> WHAT YOU NEED TO DO
Each entry needs to appear again, retyped exactly as it is below.

Items from a dataset
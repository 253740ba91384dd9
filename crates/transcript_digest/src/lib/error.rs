//! Provider-agnostic error taxonomy shared by every summarization backend.

use std::{error::Error as StdError, fmt, io};

use serde::Serialize;

#[derive(Debug, Clone, Copy, PartialEq, Eq, Hash, Serialize)]
#[serde(rename_all = "kebab-case")]
pub enum ErrorKind {
    RateLimited,
    Unauthorized,
    Unavailable,
    ConnectionFailure,
    QuotaExhausted,
    ContextTooLong,
    /// Backend rejected the request itself (400 class, low credit balance)
    InvalidRequest,
    CombinedFailure,
    Unknown,
}

impl ErrorKind {
    pub fn as_str(&self) -> &'static str {
        match self {
            ErrorKind::RateLimited => "rate-limited",
            ErrorKind::Unauthorized => "unauthorized",
            ErrorKind::Unavailable => "unavailable",
            ErrorKind::ConnectionFailure => "connection-failure",
            ErrorKind::QuotaExhausted => "quota-exhausted",
            ErrorKind::ContextTooLong => "context-too-long",
            ErrorKind::InvalidRequest => "invalid-request",
            ErrorKind::CombinedFailure => "combined-failure",
            ErrorKind::Unknown => "unknown",
        }
    }
}

impl fmt::Display for ErrorKind {
    fn fmt(&self, f: &mut fmt::Formatter<'_>) -> fmt::Result {
        f.write_str(self.as_str())
    }
}

/// A backend failure after it has been classified into [`ErrorKind`]
#[derive(Debug, Clone, PartialEq, Eq, Serialize, thiserror::Error)]
#[error("{message}")]
pub struct ProviderError {
    pub kind: ErrorKind,
    pub message: String,
}

impl ProviderError {
    pub fn new(kind: ErrorKind, message: impl Into<String>) -> Self {
        Self {
            kind,
            message: message.into(),
        }
    }

    /// Only an invalid request (which covers an exhausted credit balance) on the
    /// primary backend hands the transcript over to the secondary one.
    pub fn triggers_fallback(&self) -> bool {
        self.kind == ErrorKind::InvalidRequest
    }

    pub(crate) fn with_context(self, context: impl fmt::Display) -> Self {
        Self {
            kind: self.kind,
            message: format!("{context}: {}", self.message),
        }
    }
}

#[derive(Debug, Clone, thiserror::Error)]
pub enum SummarizeError {
    #[error("{0}")]
    Provider(#[from] ProviderError),
    #[error("Both summarization services failed. Primary: {}. Secondary: {}", .primary.message, .secondary.message)]
    Combined {
        primary: ProviderError,
        secondary: ProviderError,
    },
}

impl SummarizeError {
    pub fn kind(&self) -> ErrorKind {
        match self {
            SummarizeError::Provider(e) => e.kind,
            SummarizeError::Combined { .. } => ErrorKind::CombinedFailure,
        }
    }
}

/// Substring checks on backend messages shared by the adapters' classifiers
pub(crate) fn classify_message(message: &str) -> Option<ErrorKind> {
    if message.contains("insufficient_quota") {
        Some(ErrorKind::QuotaExhausted)
    } else if message.contains("context_length_exceeded") {
        Some(ErrorKind::ContextTooLong)
    } else {
        None
    }
}

/// Transport-level failures are classified identically for every backend.
/// A body that breaks off mid-read counts as a connection failure.
pub(crate) fn classify_transport(err: &reqwest::Error) -> ErrorKind {
    if err.is_timeout() || err.is_connect() || err.is_request() || err.is_body() {
        return ErrorKind::ConnectionFailure;
    }
    if has_io_disconnect(err) {
        return ErrorKind::ConnectionFailure;
    }
    ErrorKind::Unknown
}

fn has_io_disconnect(err: &(dyn StdError + 'static)) -> bool {
    let mut source = err.source();
    while let Some(cause) = source {
        if let Some(io_err) = cause.downcast_ref::<io::Error>() {
            if is_disconnect(io_err.kind()) {
                return true;
            }
        }
        source = cause.source();
    }
    false
}

fn is_disconnect(kind: io::ErrorKind) -> bool {
    matches!(
        kind,
        io::ErrorKind::ConnectionReset
            | io::ErrorKind::ConnectionAborted
            | io::ErrorKind::BrokenPipe
            | io::ErrorKind::UnexpectedEof
            | io::ErrorKind::TimedOut
    )
}

#[cfg(test)]
mod tests {
    use super::*;

    #[test]
    fn test_kind_serializes_kebab_case() {
        let json = serde_json::to_string(&ErrorKind::ContextTooLong).unwrap();
        assert_eq!(json, "\"context-too-long\"");
        assert_eq!(ErrorKind::ConnectionFailure.to_string(), "connection-failure");
    }

    #[test]
    fn test_only_invalid_request_triggers_fallback() {
        assert!(ProviderError::new(ErrorKind::InvalidRequest, "low balance").triggers_fallback());

        for kind in [
            ErrorKind::RateLimited,
            ErrorKind::Unauthorized,
            ErrorKind::Unavailable,
            ErrorKind::ConnectionFailure,
            ErrorKind::QuotaExhausted,
            ErrorKind::ContextTooLong,
            ErrorKind::Unknown,
        ] {
            assert!(
                !ProviderError::new(kind, "nope").triggers_fallback(),
                "{kind} should not trigger fallback"
            );
        }
    }

    #[test]
    fn test_combined_error_embeds_both_messages() {
        let err = SummarizeError::Combined {
            primary: ProviderError::new(ErrorKind::InvalidRequest, "credit balance too low"),
            secondary: ProviderError::new(ErrorKind::RateLimited, "slow down"),
        };

        assert_eq!(err.kind(), ErrorKind::CombinedFailure);
        let message = err.to_string();
        assert!(message.contains("credit balance too low"));
        assert!(message.contains("slow down"));
    }

    #[test]
    fn test_disconnect_io_kinds() {
        for kind in [
            io::ErrorKind::ConnectionReset,
            io::ErrorKind::ConnectionAborted,
            io::ErrorKind::BrokenPipe,
            io::ErrorKind::UnexpectedEof,
            io::ErrorKind::TimedOut,
        ] {
            assert!(is_disconnect(kind), "{kind:?} should be a disconnect");
        }
        assert!(!is_disconnect(io::ErrorKind::InvalidData));
        assert!(!is_disconnect(io::ErrorKind::PermissionDenied));
    }

    #[test]
    fn test_message_classification() {
        assert_eq!(
            classify_message("You exceeded your current quota (insufficient_quota)"),
            Some(ErrorKind::QuotaExhausted)
        );
        assert_eq!(
            classify_message("code: context_length_exceeded"),
            Some(ErrorKind::ContextTooLong)
        );
        assert_eq!(classify_message("something else"), None);
    }
}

> OUTPUT BELOW
repository 253740ba91384dd9
filename crates/transcript_digest/src/lib/error.rs
//! Provider-agnostic error taxonomy shared by every summarization backend.

use std::{error::Error as StdError, fmt, io};

use serde::Serialize;

#[derive(Debug, Clone, Copy, PartialEq, Eq, Hash, Serialize)]
#[serde(rename_all = "kebab-case")]
pub enum ErrorKind {
    RateLimited,
    Unauthorized,
    Unavailable,
    ConnectionFailure,
    QuotaExhausted,
    ContextTooLong,
    /// Backend rejected the request itself (400 class, low credit balance)
    InvalidRequest,
    CombinedFailure,
    Unknown,
}

impl ErrorKind {
    pub fn as_str(&self) -> &'static str {
        match self {
            ErrorKind::RateLimited => "rate-limited",
            ErrorKind::Unauthorized => "unauthorized",
            ErrorKind::Unavailable => "unavailable",
            ErrorKind::ConnectionFailure => "connection-failure",
            ErrorKind::QuotaExhausted => "quota-exhausted",
            ErrorKind::ContextTooLong => "context-too-long",
            ErrorKind::InvalidRequest => "invalid-request",
            ErrorKind::CombinedFailure => "combined-failure",
            ErrorKind::Unknown => "unknown",
        }
    }
}

impl fmt::Display for ErrorKind {
    fn fmt(&self, f: &mut fmt::Formatter<'_>) -> fmt::Result {
        f.write_str(self.as_str())
    }
}

/// A backend failure after it has been classified into [`ErrorKind`]
#[derive(Debug, Clone, PartialEq, Eq, Serialize, thiserror::Error)]
#[error("{message}")]
pub struct ProviderError {
    pub kind: ErrorKind,
    pub message: String,
}

impl ProviderError {
    pub fn new(kind: ErrorKind, message: impl Into<String>) -> Self {
        Self {
            kind,
            message: message.into(),
        }
    }

    /// Only an invalid request (which covers an exhausted credit balance) on the
    /// primary backend hands the transcript over to the secondary one.
    pub fn triggers_fallback(&self) -> bool {
        self.kind == ErrorKind::InvalidRequest
    }

    pub(crate) fn with_context(self, context: impl fmt::Display) -> Self {
        Self {
            kind: self.kind,
            message: format!("{context}: {}", self.message),
        }
    }
}

#[derive(Debug, Clone, thiserror::Error)]
pub enum SummarizeError {
    #[error("{0}")]
    Provider(#[from] ProviderError),
    #[error("Both summarization services failed. Primary: {}. Secondary: {}", .primary.message, .secondary.message)]
    Combined {
        primary: ProviderError,
        secondary: ProviderError,
    },
}

impl SummarizeError {
    pub fn kind(&self) -> ErrorKind {
        match self {
            SummarizeError::Provider(e) => e.kind,
            SummarizeError::Combined { .. } => ErrorKind::CombinedFailure,
        }
    }
}

/// Substring checks on backend messages shared by the adapters' classifiers
pub(crate) fn classify_message(message: &str) -> Option<ErrorKind> {
    if message.contains("insufficient_quota") {
        Some(ErrorKind::QuotaExhausted)
    } else if message.contains("context_length_exceeded") {
        Some(ErrorKind::ContextTooLong)
    } else {
        None
    }
}

/// Transport-level failures are classified identically for every backend.
/// A body that breaks off mid-read counts as a connection failure.
pub(crate) fn classify_transport(err: &reqwest::Error) -> ErrorKind {
    if err.is_timeout() || err.is_connect() || err.is_request() || err.is_body() {
        return ErrorKind::ConnectionFailure;
    }
    if has_io_disconnect(err) {
        return ErrorKind::ConnectionFailure;
    }
    ErrorKind::Unknown
}

fn has_io_disconnect(err: &(dyn StdError + 'static)) -> bool {
    let mut source = err.source();
    while let Some(cause) = source {
        if let Some(io_err) = cause.downcast_ref::<io::Error>() {
            if is_disconnect(io_err.kind()) {
                return true;
            }
        }
        source = cause.source();
    }
    false
}

fn is_disconnect(kind: io::ErrorKind) -> bool {
    matches!(
        kind,
        io::ErrorKind::ConnectionReset
            | io::ErrorKind::ConnectionAborted
            | io::ErrorKind::BrokenPipe
            | io::ErrorKind::UnexpectedEof
            | io::ErrorKind::TimedOut
    )
}

#[cfg(test)]
mod tests {
    use super::*;

    #[test]
    fn test_kind_serializes_kebab_case() {
        let json = serde_json::to_string(&ErrorKind::ContextTooLong).unwrap();
        assert_eq!(json, "\"context-too-long\"");
        assert_eq!(ErrorKind::ConnectionFailure.to_string(), "connection-failure");
    }

    #[test]
    fn test_only_invalid_request_triggers_fallback() {
        assert!(ProviderError::new(ErrorKind::InvalidRequest, "low balance").triggers_fallback());

        for kind in [
            ErrorKind::RateLimited,
            ErrorKind::Unauthorized,
            ErrorKind::Unavailable,
            ErrorKind::ConnectionFailure,
            ErrorKind::QuotaExhausted,
            ErrorKind::ContextTooLong,
            ErrorKind::Unknown,
        ] {
            assert!(
                !ProviderError::new(kind, "nope").triggers_fallback(),
                "{kind} should not trigger fallback"
            );
        }
    }

    #[test]
    fn test_combined_error_embeds_both_messages() {
        let err = SummarizeError::Combined {
            primary: ProviderError::new(ErrorKind::InvalidRequest, "credit balance too low"),
            secondary: ProviderError::new(ErrorKind::RateLimited, "slow down"),
        };

        assert_eq!(err.kind(), ErrorKind::CombinedFailure);
        let message = err.to_string();
        assert!(message.contains("credit balance too low"));
        assert!(message.contains("slow down"));
    }

    #[test]
    fn test_disconnect_io_kinds() {
        for kind in [
            io::ErrorKind::ConnectionReset,
            io::ErrorKind::ConnectionAborted,
            io::ErrorKind::BrokenPipe,
            io::ErrorKind::UnexpectedEof,
            io::ErrorKind::TimedOut,
        ] {
            assert!(is_disconnect(kind), "{kind:?} should be a disconnect");
        }
        assert!(!is_disconnect(io::ErrorKind::InvalidData));
        assert!(!is_disconnect(io::ErrorKind::PermissionDenied));
    }

    #[test]
    fn test_message_classification() {
        assert_eq!(
            classify_message("You exceeded your current quota (insufficient_quota)"),
            Some(ErrorKind::QuotaExhausted)
        );
        assert_eq!(
            classify_message("code: context_length_exceeded"),
            Some(ErrorKind::ContextTooLong)
        );
        assert_eq!(classify_message("something else"), None);
    }
}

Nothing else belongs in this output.